A major focus of the current health care debate has been how to help the uninsured. The uninsured are often locked out of access to even the most basic of health care services, simply because they cannot afford care. But just who are these uninsured? There is often a perception in the community that these folks are the down and out, the homeless, and those people who live on the fringe of our society and who just do not care, free-loaders if you will. This could not be further from the truth.
The many faces of the uninsured include the unemployed factory worker, the middle income worker whose employer cannot offer health insurance, the chronically ill who have been turned down by insurance companies and the single mom working two jobs to put food on the table. Often the community thinks “Why don’t these people just get on Medicaid? Isn’t that for poor people?” If you live in Virginia and are an adult you must be blind, pregnant or disabled to receive Medicaid. This narrow sub-group leaves thousands of uninsured with very few options, Federally Qualified Community Health Centers being a major one.
Piedmont Access to Health Services, Inc. (PATHS) operates three Federally Qualified Community Health Centers (FQHC) and a community dental clinic in Southside Virginia. Thanks to the new health care law, our community health centers will be able to continue to provide quality health care for more people.
Community Health Centers have been providing quality, evidenced based medicine for over forty-five years. During this time the frustration has been balancing the needs of the uninsured to a healthy bottom line. The high rate of uninsured patients is directly linked to a center’s ability to be solvent. Because of the history of serving the nation’s low income uninsured, community health centers were on the forefront of supporting health care reform in order that more folks would have access to health insurance. And while the new health care reform bill is not perfect, it hopefully will be the impetus behind a strong, low cost health system in this country.
Federally Qualified Community Health Centers, such as PATHS, receives grant funding from the Department of Health and Human Services to provide health care to those who otherwise would not be able to afford it. These grant funds cover health care cost for about 25% of uninsured patients. PATHS uninsured rate is around 58% on average, and therefore the remaining costs must be made up elsewhere.
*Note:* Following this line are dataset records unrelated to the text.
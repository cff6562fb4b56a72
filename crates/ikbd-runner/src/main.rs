//! Desktop runner for the IKBD machine.
//!
//! Loads an HD6301 keyboard ROM and a settings file, then runs the two
//! execution contexts on threads: the CPU context paced to real time, and
//! the mode loop chosen by `MODE`. A window supplies the keyboard and
//! mouse; gilrs supplies gamepads. Bytes the IKBD sends to the ST are
//! printed as hex on stdout.

mod board;
mod gamepad;
mod host;
mod keymap;

use std::fs;
use std::path::{Path, PathBuf};
use std::process;
use std::sync::Arc;
use std::sync::atomic::{AtomicBool, Ordering};
use std::sync::mpsc::{self, Receiver, RecvTimeoutError, Sender};
use std::thread::{self, JoinHandle};
use std::time::{Duration, Instant};

use machine_ikbd::atari_st_keyboard::KeyStateTable;
use machine_ikbd::board::{FloatingPin, unconnected_joystick};
use machine_ikbd::delay::StdDelay;
use machine_ikbd::ikbd_core::SystemClock;
use machine_ikbd::peripheral_st_mouse::MouseEmulator;
use machine_ikbd::serial::ChannelUart;
use machine_ikbd::{
    BluetoothLoop, ConfigurationLoop, Halt, IkbdConfig, IkbdCore, IkbdPorts, KeyMatrix,
    KeyboardMode, Link, LoopControl, MapSettings, ModeLoop, NativeLoop, Peripherals, SerialPort,
    UartConfig, UsbLoop,
};
use rand::SeedableRng;
use rand::rngs::SmallRng;
use winit::application::ApplicationHandler;
use winit::event::{DeviceEvent, DeviceId, ElementState, KeyEvent, MouseButton, WindowEvent};
use winit::event_loop::{ActiveEventLoop, ControlFlow, EventLoop};
use winit::keyboard::{KeyCode, PhysicalKey};
use winit::window::{Window, WindowAttributes, WindowId};
//! Persisted settings and the configuration resolved from them.
//!
//! Every parameter is read once when a mode loop starts. Missing or bad
//! values never fail: each falls back to a default and says so in the log.

use std::collections::HashMap;
use std::fmt;
use std::path::Path;

use atari_st_keyboard::Layout;
use ikbd_core::SettingsStore;
use serde::{Deserialize, Serialize};
use thiserror::Error;

/// Parameter names.
pub mod param {
    pub const MODE: &str = "MODE";
    pub const MOUSE_SPEED: &str = "MOUSE_SPEED";
    pub const MOUSE_ORIGINAL: &str = "MOUSE_ORIGINAL";
    pub const JOYSTICK_USB: &str = "JOYSTICK_USB";
    pub const JOYSTICK_USB_PORT: &str = "JOYSTICK_USB_PORT";
    pub const BT_KB_LAYOUT: &str = "BT_KB_LAYOUT";
    pub const KB_LAYOUT: &str = "KB_LAYOUT";
    pub const BT_KEYBOARD: &str = "BT_KEYBOARD";
    pub const BT_MOUSE: &str = "BT_MOUSE";
    pub const BT_GAMEPAD: &str = "BT_GAMEPAD";
}

pub const DEFAULT_MOUSE_SPEED: i32 = 5;
pub const MAX_MOUSE_SPEED: i32 = 9;
pub const DEFAULT_JOYSTICK_USB_PORT: u8 = 1;

#[derive(Debug, Error)]
pub enum SettingsError {
    #[error("cannot parse settings: {0}")]
    Parse(#[from] serde_json::Error),
    #[error("cannot read settings from {path}: {source}")]
    Io {
        path: String,
        source: std::io::Error,
    },
}

/// What the board does after power-up.
#[derive(Debug, Clone, Copy, PartialEq, Eq)]
pub enum KeyboardMode {
    /// The original keyboard is wired straight through.
    Native,
    /// USB host devices drive the emulated IKBD.
    Usb,
    /// Bluetooth devices drive the emulated IKBD.
    Bluetooth,
    /// No source selected; the configuration app owns the board.
    Configuration,
}

impl KeyboardMode {
    /// Mode from its stored number: 0 native, 1 USB, 2 Bluetooth, and
    /// anything else configuration.
    #[must_use]
    pub const fn from_number(value: i64) -> Self {
        match value {
            0 => Self::Native,
            1 => Self::Usb,
            2 => Self::Bluetooth,
            _ => Self::Configuration,
        }
    }

    /// Mode from a name as typed on a command line.
    #[must_use]
    pub fn from_name(name: &str) -> Option<Self> {
        match name.trim().to_ascii_lowercase().as_str() {
            "native" | "0" => Some(Self::Native),
            "usb" | "1" => Some(Self::Usb),
            "bt" | "bluetooth" | "2" => Some(Self::Bluetooth),
            "config" | "configuration" | "255" => Some(Self::Configuration),
            _ => None,
        }
    }

    /// Resolve the `MODE` parameter.
    #[must_use]
    pub fn from_settings(settings: &impl SettingsStore) -> Self {
        let Some(value) = settings.find(param::MODE).filter(|v| !v.is_empty()) else {
            log::warn!("MODE missing. Falling back to configuration mode.");
            return Self::Configuration;
        };
        match leading_int(value) {
            Some(number) => {
                log::info!("Configured keyboard mode: {number}");
                Self::from_number(number)
            }
            None => {
                log::warn!("Invalid MODE value '{value}'. Starting configuration mode.");
                Self::Configuration
            }
        }
    }
}

impl fmt::Display for KeyboardMode {
    fn fmt(&self, f: &mut fmt::Formatter<'_>) -> fmt::Result {
        f.write_str(match self {
            Self::Native => "native",
            Self::Usb => "usb",
            Self::Bluetooth => "bluetooth",
            Self::Configuration => "configuration",
        })
    }
}

/// The leading decimal integer of `text`, ignoring what follows it.
fn leading_int(text: &str) -> Option<i64> {
    let text = text.trim_start();
    let (sign, digits) = match text.as_bytes().first() {
        Some(b'-') => (-1, &text[1..]),
        Some(b'+') => (1, &text[1..]),
        _ => (1, text),
    };
    let end = digits
        .find(|c: char| !c.is_ascii_digit())
        .unwrap_or(digits.len());
    digits[..end].parse::<i64>().ok().map(|n| sign * n)
}

/// Boolean settings are true when they start with t, y or 1.
fn truthy(value: &str) -> bool {
    matches!(value.as_bytes().first(), Some(b't' | b'T' | b'1' | b'y' | b'Y'))
}

/// The configuration every mode loop works from.
#[derive(Debug, Clone, PartialEq, Eq)]
pub struct IkbdConfig {
    pub mode: KeyboardMode,
    /// Mouse gain level, 0..=9.
    pub mouse_speed: i32,
    /// Decode an original ST mouse on the joystick 0 pins.
    pub mouse_original: bool,
    pub joystick_usb: bool,
    /// Which ST port the USB joystick drives: 0 or 1.
    pub joystick_usb_port: u8,
    /// Layout for USB keyboards.
    pub kb_layout: Layout,
    /// Layout for Bluetooth keyboards.
    pub bt_kb_layout: Layout,
}

impl Default for IkbdConfig {
    fn default() -> Self {
        Self {
            mode: KeyboardMode::Configuration,
            mouse_speed: DEFAULT_MOUSE_SPEED,
            mouse_original: false,
            joystick_usb: false,
            joystick_usb_port: DEFAULT_JOYSTICK_USB_PORT,
            kb_layout: Layout::Us,
            bt_kb_layout: Layout::Us,
        }
    }
}

impl IkbdConfig {
    #[must_use]
    pub fn load(settings: &impl SettingsStore) -> Self {
        Self {
            mode: KeyboardMode::from_settings(settings),
            mouse_speed: mouse_speed(settings),
            mouse_original: flag(settings, param::MOUSE_ORIGINAL),
            joystick_usb: flag(settings, param::JOYSTICK_USB),
            joystick_usb_port: joystick_usb_port(settings),
            kb_layout: layout(settings, param::KB_LAYOUT),
            bt_kb_layout: layout(settings, param::BT_KB_LAYOUT),
        }
    }
}

fn mouse_speed(settings: &impl SettingsStore) -> i32 {
    let Some(value) = settings.find(param::MOUSE_SPEED) else {
        log::warn!("{} not set. Defaulting to {DEFAULT_MOUSE_SPEED}", param::MOUSE_SPEED);
        return DEFAULT_MOUSE_SPEED;
    };
    log::info!("Mouse speed setting: {value}");
    match leading_int(value) {
        Some(speed) if (0..=i64::from(MAX_MOUSE_SPEED)).contains(&speed) => speed as i32,
        Some(speed) => {
            let clamped = speed.clamp(0, i64::from(MAX_MOUSE_SPEED)) as i32;
            log::warn!("Mouse speed {speed} out of range, using {clamped}");
            clamped
        }
        None => {
            log::warn!("Invalid mouse speed '{value}'. Defaulting to {DEFAULT_MOUSE_SPEED}");
            DEFAULT_MOUSE_SPEED
        }
    }
}

fn flag(settings: &impl SettingsStore, name: &str) -> bool {
    match settings.find(name) {
        Some(value) => {
            log::info!("{name} setting: {value}");
            truthy(value)
        }
        None => {
            log::warn!("{name} not set. Defaulting to false");
            false
        }
    }
}

fn joystick_usb_port(settings: &impl SettingsStore) -> u8 {
    let Some(value) = settings.find(param::JOYSTICK_USB_PORT) else {
        log::warn!(
            "{} not set. Defaulting to {DEFAULT_JOYSTICK_USB_PORT}",
            param::JOYSTICK_USB_PORT
        );
        return DEFAULT_JOYSTICK_USB_PORT;
    };
    log::info!("Joystick USB port setting: {value}");
    match leading_int(value) {
        Some(0) => 0,
        Some(1) => 1,
        _ => {
            log::warn!(
                "Invalid joystick USB port '{value}', defaulting to {}",
                DEFAULT_JOYSTICK_USB_PORT
            );
            DEFAULT_JOYSTICK_USB_PORT
        }
    }
}

fn layout(settings: &impl SettingsStore, name: &str) -> Layout {
    let Some(value) = settings.find(name) else {
        log::warn!("{name} not set. Defaulting to {}", Layout::Us);
        return Layout::Us;
    };
    Layout::from_name(value).unwrap_or_else(|| {
        log::warn!("Unknown keyboard layout '{value}' in {name}, using {}", Layout::Us);
        Layout::Us
    })
}

/// A settings value as written in JSON. Numbers and booleans are kept in
/// their textual form.
#[derive(Debug, Clone, Serialize, Deserialize)]
#[serde(untagged)]
enum JsonValue {
    Text(String),
    Number(serde_json::Number),
    Flag(bool),
}

impl From<JsonValue> for String {
    fn from(value: JsonValue) -> Self {
        match value {
            JsonValue::Text(text) => text,
            JsonValue::Number(number) => number.to_string(),
            JsonValue::Flag(flag) => flag.to_string(),
        }
    }
}

/// In-memory settings, loadable from a JSON object.
///
/// ```json
/// { "MODE": "1", "MOUSE_SPEED": 7, "KB_LAYOUT": "de" }
/// ```
#[derive(Debug, Clone, Default, PartialEq, Eq, Serialize, Deserialize)]
#[serde(from = "HashMap<String, JsonValue>", into = "HashMap<String, String>")]
pub struct MapSettings {
    entries: HashMap<String, String>,
}

impl From<HashMap<String, JsonValue>> for MapSettings {
    fn from(raw: HashMap<String, JsonValue>) -> Self {
        Self {
            entries: raw.into_iter().map(|(k, v)| (k, v.into())).collect(),
        }
    }
}

impl From<MapSettings> for HashMap<String, String> {
    fn from(settings: MapSettings) -> Self {
        settings.entries
    }
}

impl MapSettings {
    #[must_use]
    pub fn new() -> Self {
        Self::default()
    }

    pub fn from_json(text: &str) -> Result<Self, SettingsError> {
        Ok(serde_json::from_str(text)?)
    }

    pub fn from_file(path: &Path) -> Result<Self, SettingsError> {
        let text = std::fs::read_to_string(path).map_err(|source| SettingsError::Io {
            path: path.display().to_string(),
            source,
        })?;
        Self::from_json(&text)
    }

    pub fn to_json(&self) -> Result<String, SettingsError> {
        Ok(serde_json::to_string_pretty(&self.entries)?)
    }

    pub fn set(&mut self, name: impl Into<String>, value: impl Into<String>) {
        self.entries.insert(name.into(), value.into());
    }

    pub fn remove(&mut self, name: &str) -> Option<String> {
        self.entries.remove(name)
    }

    #[must_use]
    pub fn len(&self) -> usize {
        self.entries.len()
    }

    #[must_use]
    pub fn is_empty(&self) -> bool {
        self.entries.is_empty()
    }
}

impl SettingsStore for MapSettings {
    fn find(&self, name: &str) -> Option<&str> {
        self.entries.get(name).map(String::as_str)
    }
}

impl<K: Into<String>, V: Into<String>> FromIterator<(K, V)> for MapSettings {
    fn from_iter<I: IntoIterator<Item = (K, V)>>(iter: I) -> Self {
        Self {
            entries: iter
                .into_iter()
                .map(|(k, v)| (k.into(), v.into()))
                .collect(),
        }
    }
}

#[cfg(test)]
mod tests {
    use super::*;
    use serde_json::json;

    fn settings(value: &serde_json::Value) -> MapSettings {
        MapSettings::from_json(&value.to_string()).unwrap()
    }

    #[test]
    fn mode_numbers() {
        let mode = |v: &str| KeyboardMode::from_settings(&MapSettings::from_iter([("MODE", v)]));
        assert_eq!(mode("0"), KeyboardMode::Native);
        assert_eq!(mode("1"), KeyboardMode::Usb);
        assert_eq!(mode("2"), KeyboardMode::Bluetooth);
        assert_eq!(mode("255"), KeyboardMode::Configuration);
        assert_eq!(mode("7"), KeyboardMode::Configuration);
        assert_eq!(mode("usb"), KeyboardMode::Configuration);
        assert_eq!(mode(""), KeyboardMode::Configuration);
        assert_eq!(mode(" 2x"), KeyboardMode::Bluetooth);
        assert_eq!(
            KeyboardMode::from_settings(&MapSettings::new()),
            KeyboardMode::Configuration
        );
    }

    #[test]
    fn mode_names() {
        assert_eq!(KeyboardMode::from_name("BT"), Some(KeyboardMode::Bluetooth));
        assert_eq!(KeyboardMode::from_name("native"), Some(KeyboardMode::Native));
        assert_eq!(KeyboardMode::from_name("serial"), None);
    }

    #[test]
    fn empty_settings_give_defaults() {
        let config = IkbdConfig::load(&MapSettings::new());
        assert_eq!(config, IkbdConfig::default());
    }

    #[test]
    fn full_document() {
        let config = IkbdConfig::load(&settings(&json!({
            "MODE": 1,
            "MOUSE_SPEED": "7",
            "MOUSE_ORIGINAL": "yes",
            "JOYSTICK_USB": true,
            "JOYSTICK_USB_PORT": "0",
            "KB_LAYOUT": "DE",
            "BT_KB_LAYOUT": "fr",
        })));
        assert_eq!(config.mode, KeyboardMode::Usb);
        assert_eq!(config.mouse_speed, 7);
        assert!(config.mouse_original);
        assert!(config.joystick_usb);
        assert_eq!(config.joystick_usb_port, 0);
        assert_eq!(config.kb_layout, Layout::De);
        assert_eq!(config.bt_kb_layout, Layout::Fr);
    }

    #[test]
    fn bad_values_fall_back() {
        let config = IkbdConfig::load(&settings(&json!({
            "MOUSE_SPEED": "fast",
            "MOUSE_ORIGINAL": "no",
            "JOYSTICK_USB_PORT": "3",
            "KB_LAYOUT": "klingon",
        })));
        assert_eq!(config.mouse_speed, DEFAULT_MOUSE_SPEED);
        assert!(!config.mouse_original);
        assert_eq!(config.joystick_usb_port, 1);
        assert_eq!(config.kb_layout, Layout::Us);
    }

    #[test]
    fn mouse_speed_is_clamped() {
        let config = IkbdConfig::load(&settings(&json!({ "MOUSE_SPEED": "42" })));
        assert_eq!(config.mouse_speed, 9);
        let config = IkbdConfig::load(&settings(&json!({ "MOUSE_SPEED": "-3" })));
        assert_eq!(config.mouse_speed, 0);
    }

    #[test]
    fn json_round_trip_keeps_strings() {
        let original = settings(&json!({ "MODE": 2, "BT_KEYBOARD": "60:C5:47:1E:01:74" }));
        let reloaded = MapSettings::from_json(&original.to_json().unwrap()).unwrap();
        assert_eq!(reloaded, original);
        assert_eq!(reloaded.find("MODE"), Some("2"));
    }

    #[test]
    fn non_object_is_an_error() {
        assert!(matches!(
            MapSettings::from_json("[1, 2]"),
            Err(SettingsError::Parse(_))
        ));
    }
}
Two major challenges of the health care reform bill that will impact how federally qualified community health centers provide care are increasing the capacity of the nation’s primary care system and reducing the long term growth in health care costs. Research indicates that patients who receive care at community health centers have lower medical costs because providing quality primary care services can reduce the need for other ambulatory and hospital-based medical care, thereby lowering overall medical costs. Based on funding levels under the new law, the health centers will benefit in the following ways.
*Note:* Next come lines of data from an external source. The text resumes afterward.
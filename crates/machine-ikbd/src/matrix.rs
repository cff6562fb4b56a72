//! Keyboard matrix: which scancode sits at each column/row crossing.
//!
//! The HD6301 drives one of 15 column lines low and reads the 8 row lines
//! on port 1. A row reads low when the key at the crossing is down.
//!
//! The ROM turns a crossing into a scancode through its own table, so the
//! only wiring that reproduces the ROM's output is the inverse of that
//! table. [`KeyMatrix::learn`] recovers it by holding each crossing in
//! turn on a scratch HD6301 and recording the make code the ROM sends.

use atari_st_keyboard::{KeyStateTable, scancode};
use hitachi_hd6301::{Hd6301, MemoryError, Port, PortHooks, PortLatches};

pub const COLUMNS: usize = 15;
pub const ROWS: usize = 8;

/// Cycles the ROM gets to finish its power-up work before the sweep.
pub const SETTLE_CYCLES: u64 = 500_000;

/// Cycles to wait for a make (or break) code after a crossing changes.
/// Several keyboard scans at the ROM's scan rate.
pub const HOLD_CYCLES: u64 = 100_000;

const SWEEP_BATCH: u64 = 1_000;

/// Bit set in a break code.
const BREAK: u8 = 0x80;

/// Column select lines driven low, as a 15-bit mask: port 3 bits 1..7 are
/// columns 0..6 and port 4 bits 0..7 are columns 7..14.
#[must_use]
pub fn selected_columns(port3_low: u8, port4_low: u8) -> u16 {
    u16::from(port3_low >> 1) | (u16::from(port4_low) << 7)
}

fn is_make_code(byte: u8) -> bool {
    (1..=scancode::MAX).contains(&byte)
}

/// Scancode at each `(column, row)`, 0 for an empty crossing.
#[derive(Debug, Clone, PartialEq, Eq)]
pub struct KeyMatrix {
    codes: [[u8; ROWS]; COLUMNS],
}

impl Default for KeyMatrix {
    fn default() -> Self {
        Self::column_major()
    }
}

impl KeyMatrix {
    /// Scancodes laid out column-major from 0x01: column `c` row `r` holds
    /// `c * 8 + r + 1`. Used when no ROM table is available, such as with
    /// test programs that read the rows directly.
    #[must_use]
    pub const fn column_major() -> Self {
        let mut codes = [[0; ROWS]; COLUMNS];
        let mut col = 0;
        while col < COLUMNS {
            let mut row = 0;
            while row < ROWS {
                let code = col * ROWS + row + 1;
                if code <= scancode::MAX as usize {
                    codes[col][row] = code as u8;
                }
                row += 1;
            }
            col += 1;
        }
        Self { codes }
    }

    #[must_use]
    pub const fn from_codes(codes: [[u8; ROWS]; COLUMNS]) -> Self {
        Self { codes }
    }

    /// The matrix `rom` scans: every crossing the ROM reports, with the
    /// scancode it reports for it.
    pub fn learn(rom: &[u8]) -> Result<Self, MemoryError> {
        Self::sweep(rom, SETTLE_CYCLES, HOLD_CYCLES)
    }

    /// [`learn`](Self::learn) with explicit cycle budgets.
    pub fn sweep(rom: &[u8], settle: u64, hold: u64) -> Result<Self, MemoryError> {
        let mut mcu = Hd6301::new(SweepHooks::default())?;
        mcu.load_rom(rom)?;
        mcu.reset();
        wait_for(&mut mcu, settle, |_| false);

        let mut codes = [[0; ROWS]; COLUMNS];
        for (col, column) in codes.iter_mut().enumerate() {
            for (row, slot) in column.iter_mut().enumerate() {
                mcu.hooks_mut().crossing = Some((col, row));
                let make = wait_for(&mut mcu, hold, is_make_code);
                mcu.hooks_mut().crossing = None;
                let Some(code) = make else {
                    continue;
                };
                log::trace!("Matrix column {col} row {row}: {code:#04X}");
                *slot = code;
                wait_for(&mut mcu, hold, |b| b == code | BREAK);
            }
        }
        let matrix = Self { codes };
        log::debug!("Keyboard matrix sweep found {} keys", matrix.assigned());
        Ok(matrix)
    }

    #[must_use]
    pub fn code(&self, column: usize, row: usize) -> u8 {
        self.codes
            .get(column)
            .and_then(|c| c.get(row))
            .copied()
            .unwrap_or(0)
    }

    /// Crossings that carry a key.
    #[must_use]
    pub fn assigned(&self) -> usize {
        self.codes.iter().flatten().filter(|&&c| c != 0).count()
    }

    /// Column and row of `code`, if it is on the matrix.
    #[must_use]
    pub fn position(&self, code: u8) -> Option<(usize, usize)> {
        if code == 0 {
            return None;
        }
        self.codes.iter().enumerate().find_map(|(col, rows)| {
            rows.iter().position(|&c| c == code).map(|row| (col, row))
        })
    }

    /// Port 1 level for the selected columns: a row bit is 0 when any key
    /// down in a selected column sits on that row.
    #[must_use]
    pub fn scan_rows(&self, keys: &KeyStateTable, columns: u16) -> u8 {
        let mut rows = 0u8;
        for (col, codes) in self.codes.iter().enumerate() {
            if columns & (1 << col) == 0 {
                continue;
            }
            for (row, &code) in codes.iter().enumerate() {
                if code != 0 && keys.is_down(code) {
                    rows |= 1 << row;
                }
            }
        }
        !rows
    }
}

/// Pins of the scratch chip: one crossing closed, everything else idle.
#[derive(Default)]
struct SweepHooks {
    crossing: Option<(usize, usize)>,
    sent: Vec<u8>,
}

impl PortHooks for SweepHooks {
    fn read_port(&mut self, port: Port, latches: &PortLatches) -> u8 {
        let Some((col, row)) = self.crossing else {
            return 0xFF;
        };
        if port != Port::P1 {
            return 0xFF;
        }
        let columns = selected_columns(latches.driven_low(Port::P3), latches.driven_low(Port::P4));
        if columns & (1 << col) == 0 {
            0xFF
        } else {
            !(1u8 << row)
        }
    }

    fn transmit(&mut self, byte: u8) {
        self.sent.push(byte);
    }
}

/// Run up to `budget` cycles until the ROM sends a byte matching `wanted`.
/// Everything sent meanwhile is discarded.
fn wait_for(
    mcu: &mut Hd6301<SweepHooks>,
    budget: u64,
    wanted: impl Fn(u8) -> bool,
) -> Option<u8> {
    let mut run = 0;
    while run < budget {
        mcu.tx_empty(true);
        run += mcu.run_clocks(SWEEP_BATCH).get();
        let found = mcu.hooks().sent.iter().copied().find(|&b| wanted(b));
        mcu.hooks_mut().sent.clear();
        if found.is_some() {
            return found;
        }
    }
    None
}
At the minimum level, the number of patients served could rise from 18.8 million in 2009, to 33.8 million by 2015, and double to 36.3 million by 2019. Total national medical costs could be reduced by $181 billion between 2010 and 2019. Individual states will realize a savings of $33 billion in state Medicaid savings. At the higher funding levels, the number of patients served by community health centers could reach 44.1 million by 2015, and 50 million by 2019. Overall national medical savings will total $316 billion over the decade, with $90 Billion in Federal Medicaid and $58 billion in state Medicaid savings. These estimates do not include the $24 million in medical expenses per year already being saved because of the existing numbers of patient care at community health centers.
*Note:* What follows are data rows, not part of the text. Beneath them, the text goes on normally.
//! State inspection for debugging and tests.
//!
//! Queries never change emulation state.

use std::fmt;

/// A dynamically-typed value returned by a state query.
#[derive(Debug, Clone, PartialEq, Eq)]
pub enum Value {
    Bool(bool),
    U8(u8),
    U16(u16),
    U32(u32),
    U64(u64),
    I32(i32),
    String(String),
}

impl fmt::Display for Value {
    fn fmt(&self, f: &mut fmt::Formatter<'_>) -> fmt::Result {
        match self {
            Value::Bool(v) => write!(f, "{v}"),
            Value::U8(v) => write!(f, "{v:#04X}"),
            Value::U16(v) => write!(f, "{v:#06X}"),
            Value::U32(v) => write!(f, "{v:#010X}"),
            Value::U64(v) => write!(f, "{v}"),
            Value::I32(v) => write!(f, "{v}"),
            Value::String(v) => write!(f, "{v}"),
        }
    }
}

impl From<bool> for Value {
    fn from(v: bool) -> Self {
        Value::Bool(v)
    }
}

impl From<u8> for Value {
    fn from(v: u8) -> Self {
        Value::U8(v)
    }
}

impl From<u16> for Value {
    fn from(v: u16) -> Self {
        Value::U16(v)
    }
}

impl From<u32> for Value {
    fn from(v: u32) -> Self {
        Value::U32(v)
    }
}

impl From<u64> for Value {
    fn from(v: u64) -> Self {
        Value::U64(v)
    }
}

impl From<i32> for Value {
    fn from(v: i32) -> Self {
        Value::I32(v)
    }
}

impl From<&str> for Value {
    fn from(v: &str) -> Self {
        Value::String(v.to_string())
    }
}

/// A component whose state can be inspected by dotted path.
///
/// - `pc` - Program counter
/// - `flags.z` - Zero flag
/// - `x_period_us` - Mouse X period
pub trait Observable {
    /// Query a property. Returns `None` for unknown paths.
    fn query(&self, path: &str) -> Option<Value>;

    /// All paths `query()` understands.
    fn query_paths(&self) -> &'static [&'static str];
}
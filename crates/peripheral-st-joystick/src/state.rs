use std::sync::atomic::{AtomicU8, Ordering};

/// Packed fire and axis bytes, shared with the CPU context.
///
/// Only the tracker writes; the IKBD port hook reads.
#[derive(Debug, Default)]
pub struct JoystickState {
    fire: AtomicU8,
    axis: AtomicU8,
}

impl JoystickState {
    #[must_use]
    pub const fn new() -> Self {
        Self {
            fire: AtomicU8::new(0),
            axis: AtomicU8::new(0),
        }
    }

    /// `(fire, axis)`.
    #[must_use]
    pub fn load(&self) -> (u8, u8) {
        (
            self.fire.load(Ordering::Relaxed),
            self.axis.load(Ordering::Relaxed),
        )
    }

    pub fn store(&self, fire: u8, axis: u8) {
        self.fire.store(fire, Ordering::Relaxed);
        self.axis.store(axis, Ordering::Relaxed);
    }
}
Other benefits that community health centers will realize under the new health care reform are the expansion of Medicaid to reach all non-elderly people with incomes of 133% of the federal poverty level and the creation of health insurance exchanges. This expansion of Medicaid would allow the payer mix at community health centers to change in a way that would improve their financial status. Also, the creation of health insurance exchanges, coupled with the availability of affordable tax credits whose value is adjusted for families to use to pay for health insurance, will reduce the number of uninsured people by about 32 million by 2019.
While the debate over the health care reform bill continues, community health centers such as PATHS, must ready their organizations for change. They must look at how it will impact their ability to continue to offer quality health care to everyone regardless of their ability to pay or their insurance status. Without healthcare reform, one thing that will not change is the face of the uninsured; look in the mirror because that face could one day belong to you or someone you love.